- [Recorded data]
_____
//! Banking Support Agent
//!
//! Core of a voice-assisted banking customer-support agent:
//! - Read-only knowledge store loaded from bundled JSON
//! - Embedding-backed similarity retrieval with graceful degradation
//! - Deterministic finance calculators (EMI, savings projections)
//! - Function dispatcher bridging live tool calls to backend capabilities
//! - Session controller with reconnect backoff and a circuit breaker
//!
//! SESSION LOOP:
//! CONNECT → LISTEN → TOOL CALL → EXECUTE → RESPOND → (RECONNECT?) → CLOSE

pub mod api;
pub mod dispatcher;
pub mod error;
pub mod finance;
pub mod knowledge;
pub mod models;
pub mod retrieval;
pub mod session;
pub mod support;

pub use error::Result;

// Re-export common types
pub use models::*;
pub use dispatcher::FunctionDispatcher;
_____
- [What you should do] Reproduce the data exactly, omitting nothing.

- [Response for this exercise]
//! Banking Support Agent
//!
//! Core of a voice-assisted banking customer-support agent:
//! - Read-only knowledge store loaded from bundled JSON
//! - Embedding-backed similarity retrieval with graceful degradation
//! - Deterministic finance calculators (EMI, savings projections)
//! - Function dispatcher bridging live tool calls to backend capabilities
//! - Session controller with reconnect backoff and a circuit breaker
//!
//! SESSION LOOP:
//! CONNECT → LISTEN → TOOL CALL → EXECUTE → RESPOND → (RECONNECT?) → CLOSE

pub mod api;
pub mod dispatcher;
pub mod error;
pub mod finance;
pub mod knowledge;
pub mod models;
pub mod retrieval;
pub mod session;
pub mod support;

pub use error::Result;

// Re-export common types
pub use models::*;
pub use dispatcher::FunctionDispatcher;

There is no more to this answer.